Crystallization of the Atg12-Atg5 conjugate bound to Atg16 by the free-interface diffusion method.

Autophagy mediates the bulk degradation of cytoplasmic components in lysosomes/vacuoles. Five autophagy-related (Atg) proteins are involved in a ubiquitin-like protein conjugation system. Atg12 is conjugated to its sole target, Atg5, by two enzymes, Atg7 and Atg10. The Atg12-Atg5 conjugates form a multimeric complex with Atg16. Formation of the Atg12-Atg5-Atg16 ternary complex is crucial for the functions of these proteins on autophagy.

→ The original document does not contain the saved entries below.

// SPDX-License-Identifier: MIT
//! Seeded randomness — FNV-1a string hashing feeding a mulberry32 stream.
//!
//! Every generator in this crate derives its own [`Mulberry32`] from a
//! distinct key string (`seed|palette|mode|mood`, `seed|fonts|mood`), so
//! palette and font draws never share a stream position. No external
//! `rand` crate: the exact sequence is part of the output contract.

/// FNV-1a 32-bit hash over the UTF-8 bytes of `s`.
///
/// Offset basis `0x811c9dc5`, prime `0x01000193`.
#[must_use]
pub fn fnv1a(s: &str) -> u32 {
    s.bytes().fold(0x811c_9dc5u32, |h, b| {
        (h ^ u32::from(b)).wrapping_mul(0x0100_0193)
    })
}

// ---------------------------------------------------------------------------
// Mulberry32
// ---------------------------------------------------------------------------

/// Minimal deterministic PRNG with a 32-bit state.
///
/// Same seed, same infinite sequence. Draws are uniform in `[0, 1)`.
#[derive(Debug, Clone)]
pub struct Mulberry32 {
    state: u32,
}

impl Mulberry32 {
    #[must_use]
    pub const fn new(seed: u32) -> Self {
        Self { state: seed }
    }

    /// Seed from a string key via [`fnv1a`].
    #[must_use]
    pub fn from_key(key: &str) -> Self {
        Self::new(fnv1a(key))
    }

    /// Advance and return the next raw 32-bit output.
    pub const fn next_u32(&mut self) -> u32 {
        self.state = self.state.wrapping_add(0x6d2b_79f5);
        let mut x = self.state;
        x = (x ^ (x >> 15)).wrapping_mul(x | 1);
        x ^= x.wrapping_add((x ^ (x >> 7)).wrapping_mul(x | 61));
        x ^ (x >> 14)
    }

    /// Next draw in `[0, 1)`.
    pub fn next_f64(&mut self) -> f64 {
        f64::from(self.next_u32()) / 4_294_967_296.0
    }

    /// Uniform integer in `[min, max]`, inclusive on both ends.
    #[allow(clippy::cast_possible_truncation)]
    pub fn int_in(&mut self, min: i32, max: i32) -> i32 {
        let span = f64::from(max) - f64::from(min) + 1.0;
        // floor(r * span) < span, so the sum stays within [min, max].
        (self.next_f64() * span).floor() as i32 + min
    }

    /// Uniform float in `[min, max)`.
    pub fn float_in(&mut self, min: f64, max: f64) -> f64 {
        self.next_f64().mul_add(max - min, min)
    }

    /// Pick a uniformly random element from a slice.
    ///
    /// # Panics
    ///
    /// Panics if `slice` is empty.
    #[allow(clippy::cast_possible_truncation, clippy::cast_sign_loss, clippy::cast_precision_loss)]
    pub fn pick<'a, T>(&mut self, slice: &'a [T]) -> &'a T {
        let idx = (self.next_f64() * slice.len() as f64).floor() as usize;
        &slice[idx.min(slice.len() - 1)]
    }
}

// ---------------------------------------------------------------------------
// Tests
// ---------------------------------------------------------------------------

Here, the expression, purification and crystallization of the Atg12-Atg5 conjugate bound to the N-terminal region of Atg16 (Atg16N) are reported. The Atg12-Atg5 conjugates were formed by co-expressing Atg5, Atg7, Atg10 and Atg12 in Eschericia coli. The Atg12-Atg5-Atg16N ternary complex was formed by mixing purified Atg12-Atg5 conjugates and Atg16N, and was further purified by gel-filtration chromatography. Crystallization screening was performed by the free-interface diffusion method. Using obtained microcrystals as seeds, large crystals for diffraction data collection were obtained by the sitting-drop vapour-diffusion method. The crystal contained one ternary complex per asymmetric unit, and diffracted to 2.6 A resolution.